Abstract

Introduction: Febrile neutropenia in cancer patients represents a common complication from chemotherapy that is potentially lethal. However in patient with fever and neutropenia during cancer chemotherapy who have a low risk of complications, oral antibiotic may be an acceptable alternative to intravenous antibiotics. Methods: We conducted a prospective hospital based study to the patients aged 2-14 years who had fever and neutropenia during cancer chemotherapy for both hematological and solid tumors. Only low risk patients i.e. neutropenia of less than seven days, who were hemodynamically stable and ANC >250/mm 3 were included in the study.

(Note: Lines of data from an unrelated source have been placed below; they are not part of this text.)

use clap::Args;
use hiring_risk::assessment::{
    write_matrix, AnswerSet, BilingualExposure, FirmSize, HiringPressure,
    Region, RiskReport,
};
use hiring_risk::error::AppError;
use std::fmt::Write as _;
use std::fs::File;
use std::io::{self, BufWriter};
use std::path::PathBuf;

#[derive(Args, Debug, Default)]
pub(crate) struct AssessArgs {
    /// Firm size: small, medium, or large
    #[arg(long)]
    pub(crate) firm_size: Option<FirmSize>,
    /// Bilingual exposure: low, medium, or high
    #[arg(long)]
    pub(crate) bilingual_exposure: Option<BilingualExposure>,
    /// Region: brussels, antwerp, liege, or other
    #[arg(long)]
    pub(crate) region: Option<Region>,
    /// Hiring pressure: stable, moderate, or aggressive
    #[arg(long)]
    pub(crate) hiring_pressure: Option<HiringPressure>,
    /// Print the full report as JSON instead of text
    #[arg(long)]
    pub(crate) json: bool,
}

impl AssessArgs {
    fn answer_set(&self) -> AnswerSet {
        AnswerSet {
            firm_size: self.firm_size,
            bilingual_exposure: self.bilingual_exposure,
            region: self.region,
            hiring_pressure: self.hiring_pressure,
        }
    }
}

#[derive(Args, Debug, Default)]
pub(crate) struct MatrixArgs {
    /// Write the CSV to this path instead of stdout
    #[arg(long)]
    pub(crate) output: Option<PathBuf>,
}

pub(crate) fn run_assess(args: AssessArgs) -> Result<(), AppError> {
    let answers = args.answer_set().resolve()?;
    let report = RiskReport::assess(&answers);

    if args.json {
        match serde_json::to_string_pretty(&report) {
            Ok(json) => println!("{json}"),
            Err(err) => eprintln!("JSON report unavailable: {err}"),
        }
    } else {
        print!("{}", format_report(&report));
    }
    Ok(())
}

pub(crate) fn run_matrix(args: MatrixArgs) -> Result<(), AppError> {
    match args.output {
        Some(path) => {
            let file = File::create(&path)?;
            let rows = write_matrix(BufWriter::new(file))?;
            eprintln!("Wrote {rows} combinations to {}", path.display());
        }
        None => {
            write_matrix(io::stdout().lock())?;
        }
    }
    Ok(())
}

pub(crate) fn format_report(report: &RiskReport) -> String {
    let mut out = String::new();
    let _ = writeln!(out, "Bilingual hiring risk");
    let _ = writeln!(
        out,
        "Score: {:.0}/100 ({} tier)",
        report.score, report.tier_label
    );
    let _ = writeln!(out, "{}", report.tier_description);

    let _ = writeln!(out, "\nIndicators");
    for bar in &report.indicators {
        let _ = writeln!(
            out,
            "- {:<18} {:>3.0} {} [{}]",
            bar.label,
            bar.value,
            gauge(bar.value),
            bar.band_class
        );
    }

    let _ = writeln!(out, "\nInterpretation");
    let _ = writeln!(out, "{}", report.interpretation_text);

    let _ = writeln!(out, "\nRegional tension");
    for row in &report.heatmap {
        let _ = writeln!(
            out,
            "- {:<9} {:<10} {}",
            row.region,
            row.level.label(),
            row.tension
        );
    }
    out
}

fn gauge(value: f64) -> String {
    let filled = (value / 10.0).round().clamp(0.0, 10.0) as usize;
    format!("{}{}", "#".repeat(filled), ".".repeat(10 - filled))
}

All the patients followed Guidelines for pre-treatment assessments and investigations before they were hospitalized and given oral antibiotic ofloxacin and were closely observed until fever subsided for more than 48 hours and improved from neutropenia. Results: A total of 92 cases were enrolled in the study. Out of 92 patients 1 patient was lost to follow-up, 14 needed IV antibiotics for different reasons and 74 patients (80%) improved well with oral antibiotic only. The events that led to changing the treatment regimen were: grade III/IV vomiting (two cases), fever lasting for more than 72 hours (seven episodes), severe mucositis (one episode), anal cellulitis (one episode) and no obvious cause (three episodes). Conclusion: In hospitalized low risk patients who have fever and neutropenia, empirical therapy with oral ofloxacin may be a safe and effective alternative to IV antibiotics. Further study should be aimed at clarifying the definition of low risk pediatric patients.